------ Provided records

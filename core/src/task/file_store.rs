//! File-based task storage implementation
//!
//! Stores tasks as JSON in a file on disk, mirroring every write through an
//! in-memory cache.

use std::collections::HashMap;
use std::path::PathBuf;

use async_trait::async_trait;
use chrono::Utc;
use tokio::sync::RwLock;

use super::model::{NewTask, Task, TaskId};
use super::query::{TaskFilter, TaskOrder};
use super::repository::TaskStore;
use crate::{Error, Result};

struct TableState {
    rows: HashMap<TaskId, Task>,
    next_id: TaskId,
}

/// File-based task store using JSON
pub struct FileTaskStore {
    /// Path to the JSON file
    path: PathBuf,
    /// In-memory cache of tasks
    state: RwLock<TableState>,
}

impl FileTaskStore {
    /// Create a new FileTaskStore
    ///
    /// If the file doesn't exist, it will be created on first write. The id
    /// counter resumes above the highest id found on disk.
    pub async fn new(path: impl Into<PathBuf>) -> Result<Self> {
        let path = path.into();
        let rows: HashMap<TaskId, Task> = if path.exists() {
            let content = tokio::fs::read_to_string(&path).await?;
            let tasks: Vec<Task> = serde_json::from_str(&content)?;
            tasks.into_iter().map(|t| (t.id, t)).collect()
        } else {
            HashMap::new()
        };
        let next_id = rows.keys().max().copied().unwrap_or(0) + 1;

        Ok(Self {
            path,
            state: RwLock::new(TableState { rows, next_id }),
        })
    }

    /// Persist the cache to disk
    async fn persist(&self) -> Result<()> {
        let state = self.state.read().await;
        let mut tasks: Vec<&Task> = state.rows.values().collect();
        tasks.sort_by_key(|task| task.id);
        let content = serde_json::to_string_pretty(&tasks)?;
        drop(state);

        // Ensure parent directory exists
        if let Some(parent) = self.path.parent() {
            tokio::fs::create_dir_all(parent).await?;
        }

        tokio::fs::write(&self.path, content).await?;
        Ok(())
    }
}

#[async_trait]
impl TaskStore for FileTaskStore {
    async fn insert(&self, new: NewTask) -> Result<Task> {
        let task = {
            let mut state = self.state.write().await;
            let id = state.next_id;
            state.next_id += 1;
            let task = Task {
                id,
                title: new.title,
                description: new.description,
                is_done: false,
                priority: new.priority,
                owner_id: new.owner_id,
                created_at: Utc::now(),
                deleted_at: None,
            };
            state.rows.insert(id, task.clone());
            task
        };
        self.persist().await?;
        Ok(task)
    }

    async fn get(&self, id: TaskId, include_deleted: bool) -> Result<Option<Task>> {
        let state = self.state.read().await;
        Ok(state
            .rows
            .get(&id)
            .filter(|task| include_deleted || !task.is_deleted())
            .cloned())
    }

    async fn query_page(
        &self,
        filter: &TaskFilter,
        order: TaskOrder,
        skip: usize,
        take: usize,
    ) -> Result<(Vec<Task>, usize)> {
        let state = self.state.read().await;
        let mut matches: Vec<Task> = state
            .rows
            .values()
            .filter(|task| filter.matches(task))
            .cloned()
            .collect();
        matches.sort_by(|a, b| order.compare(a, b));
        let total = matches.len();
        let page = matches.into_iter().skip(skip).take(take).collect();
        Ok((page, total))
    }

    async fn save(&self, task: Task) -> Result<Task> {
        {
            let mut state = self.state.write().await;
            if !state.rows.contains_key(&task.id) {
                return Err(Error::TaskNotFound(task.id.to_string()));
            }
            state.rows.insert(task.id, task.clone());
        }
        self.persist().await?;
        Ok(task)
    }

    async fn soft_delete(&self, id: TaskId) -> Result<Task> {
        let (task, changed) = {
            let mut state = self.state.write().await;
            let task = state
                .rows
                .get_mut(&id)
                .ok_or_else(|| Error::TaskNotFound(id.to_string()))?;
            let changed = task.deleted_at.is_none();
            if changed {
                task.deleted_at = Some(Utc::now());
            }
            (task.clone(), changed)
        };
        if changed {
            self.persist().await?;
        }
        Ok(task)
    }

    async fn restore(&self, id: TaskId) -> Result<Task> {
        let task = {
            let mut state = self.state.write().await;
            let task = state
                .rows
                .get_mut(&id)
                .ok_or_else(|| Error::TaskNotFound(id.to_string()))?;
            task.deleted_at = None;
            task.clone()
        };
        self.persist().await?;
        Ok(task)
    }

    async fn hard_delete(&self, id: TaskId) -> Result<()> {
        {
            let mut state = self.state.write().await;
            state
                .rows
                .remove(&id)
                .ok_or_else(|| Error::TaskNotFound(id.to_string()))?;
        }
        self.persist().await?;
        Ok(())
    }
}

#[cfg(test)]
mod tests {
    use tempfile::TempDir;

    use super::*;

    async fn create_test_store() -> (FileTaskStore, TempDir) {
        let temp_dir = TempDir::new().unwrap();
        let path = temp_dir.path().join("tasks.json");
        let store = FileTaskStore::new(&path).await.unwrap();
        (store, temp_dir)
    }

    #[tokio::test]
    async fn test_create_and_get_task() {
        let (store, _temp) = create_test_store().await;

        let created = store
            .insert(NewTask::new("Test task", 1).with_description("A test description"))
            .await
            .unwrap();

        assert_eq!(created.id, 1);
        assert_eq!(created.title, "Test task");
        assert_eq!(created.description, Some("A test description".to_string()));

        let retrieved = store.get(created.id, false).await.unwrap();
        assert!(retrieved.is_some());

        let non_existent = store.get(999, false).await.unwrap();
        assert!(non_existent.is_none());
    }

    #[tokio::test]
    async fn test_persistence_across_instances() {
        let temp_dir = TempDir::new().unwrap();
        let path = temp_dir.path().join("tasks.json");

        let task_id;

        // Create store and add a soft-deleted task
        {
            let store = FileTaskStore::new(&path).await.unwrap();
            let task = store
                .insert(NewTask::new("Persistent task", 4).with_priority(3))
                .await
                .unwrap();
            task_id = task.id;
            store.soft_delete(task_id).await.unwrap();
        }

        // New instance sees the same data, including the deletion marker
        {
            let store = FileTaskStore::new(&path).await.unwrap();
            assert!(store.get(task_id, false).await.unwrap().is_none());
            let task = store.get(task_id, true).await.unwrap().unwrap();
            assert_eq!(task.title, "Persistent task");
            assert_eq!(task.priority, 3);
            assert_eq!(task.owner_id, 4);
            assert!(task.deleted_at.is_some());
        }
    }

    #[tokio::test]
    async fn test_id_counter_resumes_after_reload() {
        let temp_dir = TempDir::new().unwrap();
        let path = temp_dir.path().join("tasks.json");

        {
            let store = FileTaskStore::new(&path).await.unwrap();
            store.insert(NewTask::new("One", 1)).await.unwrap();
            store.insert(NewTask::new("Two", 1)).await.unwrap();
        }

        let store = FileTaskStore::new(&path).await.unwrap();
        let third = store.insert(NewTask::new("Three", 1)).await.unwrap();
        assert_eq!(third.id, 3);
    }

    #[tokio::test]
    async fn test_hard_delete_removes_from_disk() {
        let temp_dir = TempDir::new().unwrap();
        let path = temp_dir.path().join("tasks.json");

        let task_id = {
            let store = FileTaskStore::new(&path).await.unwrap();
            let task = store.insert(NewTask::new("Doomed", 1)).await.unwrap();
            store.hard_delete(task.id).await.unwrap();
            task.id
        };

        let store = FileTaskStore::new(&path).await.unwrap();
        assert!(store.get(task_id, true).await.unwrap().is_none());
    }

    #[tokio::test]
    async fn test_update_nonexistent_task() {
        let (store, _temp) = create_test_store().await;

        let task = store.insert(NewTask::new("Test task", 1)).await.unwrap();
        store.hard_delete(task.id).await.unwrap();

        let result = store.save(task).await;
        assert!(result.is_err());
        match result.unwrap_err() {
            Error::TaskNotFound(_) => {}
            e => panic!("Expected TaskNotFound error, got: {:?}", e),
        }
    }
}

------------

▶ _How to complete this task_: All lines above are to be transcribed exactly.

▶ _Completed exercise_:
filename core/src/task/file_store.rs
//! File-based task storage implementation
//!
//! Stores tasks as JSON in a file on disk, mirroring every write through an
//! in-memory cache.

use std::collections::HashMap;
use std::path::PathBuf;

use async_trait::async_trait;
use chrono::Utc;
use tokio::sync::RwLock;

use super::model::{NewTask, Task, TaskId};
use super::query::{TaskFilter, TaskOrder};
use super::repository::TaskStore;
use crate::{Error, Result};

struct TableState {
    rows: HashMap<TaskId, Task>,
    next_id: TaskId,
}

/// File-based task store using JSON
pub struct FileTaskStore {
    /// Path to the JSON file
    path: PathBuf,
    /// In-memory cache of tasks
    state: RwLock<TableState>,
}

impl FileTaskStore {
    /// Create a new FileTaskStore
    ///
    /// If the file doesn't exist, it will be created on first write. The id
    /// counter resumes above the highest id found on disk.
    pub async fn new(path: impl Into<PathBuf>) -> Result<Self> {
        let path = path.into();
        let rows: HashMap<TaskId, Task> = if path.exists() {
            let content = tokio::fs::read_to_string(&path).await?;
            let tasks: Vec<Task> = serde_json::from_str(&content)?;
            tasks.into_iter().map(|t| (t.id, t)).collect()
        } else {
            HashMap::new()
        };
        let next_id = rows.keys().max().copied().unwrap_or(0) + 1;

        Ok(Self {
            path,
            state: RwLock::new(TableState { rows, next_id }),
        })
    }

    /// Persist the cache to disk
    async fn persist(&self) -> Result<()> {
        let state = self.state.read().await;
        let mut tasks: Vec<&Task> = state.rows.values().collect();
        tasks.sort_by_key(|task| task.id);
        let content = serde_json::to_string_pretty(&tasks)?;
        drop(state);

        // Ensure parent directory exists
        if let Some(parent) = self.path.parent() {
            tokio::fs::create_dir_all(parent).await?;
        }

        tokio::fs::write(&self.path, content).await?;
        Ok(())
    }
}

#[async_trait]
impl TaskStore for FileTaskStore {
    async fn insert(&self, new: NewTask) -> Result<Task> {
        let task = {
            let mut state = self.state.write().await;
            let id = state.next_id;
            state.next_id += 1;
            let task = Task {
                id,
                title: new.title,
                description: new.description,
                is_done: false,
                priority: new.priority,
                owner_id: new.owner_id,
                created_at: Utc::now(),
                deleted_at: None,
            };
            state.rows.insert(id, task.clone());
            task
        };
        self.persist().await?;
        Ok(task)
    }

    async fn get(&self, id: TaskId, include_deleted: bool) -> Result<Option<Task>> {
        let state = self.state.read().await;
        Ok(state
            .rows
            .get(&id)
            .filter(|task| include_deleted || !task.is_deleted())
            .cloned())
    }

    async fn query_page(
        &self,
        filter: &TaskFilter,
        order: TaskOrder,
        skip: usize,
        take: usize,
    ) -> Result<(Vec<Task>, usize)> {
        let state = self.state.read().await;
        let mut matches: Vec<Task> = state
            .rows
            .values()
            .filter(|task| filter.matches(task))
            .cloned()
            .collect();
        matches.sort_by(|a, b| order.compare(a, b));
        let total = matches.len();
        let page = matches.into_iter().skip(skip).take(take).collect();
        Ok((page, total))
    }

    async fn save(&self, task: Task) -> Result<Task> {
        {
            let mut state = self.state.write().await;
            if !state.rows.contains_key(&task.id) {
                return Err(Error::TaskNotFound(task.id.to_string()));
            }
            state.rows.insert(task.id, task.clone());
        }
        self.persist().await?;
        Ok(task)
    }

    async fn soft_delete(&self, id: TaskId) -> Result<Task> {
        let (task, changed) = {
            let mut state = self.state.write().await;
            let task = state
                .rows
                .get_mut(&id)
                .ok_or_else(|| Error::TaskNotFound(id.to_string()))?;
            let changed = task.deleted_at.is_none();
            if changed {
                task.deleted_at = Some(Utc::now());
            }
            (task.clone(), changed)
        };
        if changed {
            self.persist().await?;
        }
        Ok(task)
    }

    async fn restore(&self, id: TaskId) -> Result<Task> {
        let task = {
            let mut state = self.state.write().await;
            let task = state
                .rows
                .get_mut(&id)
                .ok_or_else(|| Error::TaskNotFound(id.to_string()))?;
            task.deleted_at = None;
            task.clone()
        };
        self.persist().await?;
        Ok(task)
    }

    async fn hard_delete(&self, id: TaskId) -> Result<()> {
        {
            let mut state = self.state.write().await;
            state
                .rows
                .remove(&id)
                .ok_or_else(|| Error::TaskNotFound(id.to_string()))?;
        }
        self.persist().await?;
        Ok(())
    }
}

#[cfg(test)]
mod tests {
    use tempfile::TempDir;

    use super::*;

    async fn create_test_store() -> (FileTaskStore, TempDir) {
        let temp_dir = TempDir::new().unwrap();
        let path = temp_dir.path().join("tasks.json");
        let store = FileTaskStore::new(&path).await.unwrap();
        (store, temp_dir)
    }

    #[tokio::test]
    async fn test_create_and_get_task() {
        let (store, _temp) = create_test_store().await;

        let created = store
            .insert(NewTask::new("Test task", 1).with_description("A test description"))
            .await
            .unwrap();

        assert_eq!(created.id, 1);
        assert_eq!(created.title, "Test task");
        assert_eq!(created.description, Some("A test description".to_string()));

        let retrieved = store.get(created.id, false).await.unwrap();
        assert!(retrieved.is_some());

        let non_existent = store.get(999, false).await.unwrap();
        assert!(non_existent.is_none());
    }

    #[tokio::test]
    async fn test_persistence_across_instances() {
        let temp_dir = TempDir::new().unwrap();
        let path = temp_dir.path().join("tasks.json");

        let task_id;

        // Create store and add a soft-deleted task
        {
            let store = FileTaskStore::new(&path).await.unwrap();
            let task = store
                .insert(NewTask::new("Persistent task", 4).with_priority(3))
                .await
                .unwrap();
            task_id = task.id;
            store.soft_delete(task_id).await.unwrap();
        }

        // New instance sees the same data, including the deletion marker
        {
            let store = FileTaskStore::new(&path).await.unwrap();
            assert!(store.get(task_id, false).await.unwrap().is_none());
            let task = store.get(task_id, true).await.unwrap().unwrap();
            assert_eq!(task.title, "Persistent task");
            assert_eq!(task.priority, 3);
            assert_eq!(task.owner_id, 4);
            assert!(task.deleted_at.is_some());
        }
    }

    #[tokio::test]
    async fn test_id_counter_resumes_after_reload() {
        let temp_dir = TempDir::new().unwrap();
        let path = temp_dir.path().join("tasks.json");

        {
            let store = FileTaskStore::new(&path).await.unwrap();
            store.insert(NewTask::new("One", 1)).await.unwrap();
            store.insert(NewTask::new("Two", 1)).await.unwrap();
        }

        let store = FileTaskStore::new(&path).await.unwrap();
        let third = store.insert(NewTask::new("Three", 1)).await.unwrap();
        assert_eq!(third.id, 3);
    }

    #[tokio::test]
    async fn test_hard_delete_removes_from_disk() {
        let temp_dir = TempDir::new().unwrap();
        let path = temp_dir.path().join("tasks.json");

        let task_id = {
            let store = FileTaskStore::new(&path).await.unwrap();
            let task = store.insert(NewTask::new("Doomed", 1)).await.unwrap();
            store.hard_delete(task.id).await.unwrap();
            task.id
        };

        let store = FileTaskStore::new(&path).await.unwrap();
        assert!(store.get(task_id, true).await.unwrap().is_none());
    }

    #[tokio::test]
    async fn test_update_nonexistent_task() {
        let (store, _temp) = create_test_store().await;

        let task = store.insert(NewTask::new("Test task", 1)).await.unwrap();
        store.hard_delete(task.id).await.unwrap();

        let result = store.save(task).await;
        assert!(result.is_err());
        match result.unwrap_err() {
            Error::TaskNotFound(_) => {}
            e => panic!("Expected TaskNotFound error, got: {:?}", e),
        }
    }
}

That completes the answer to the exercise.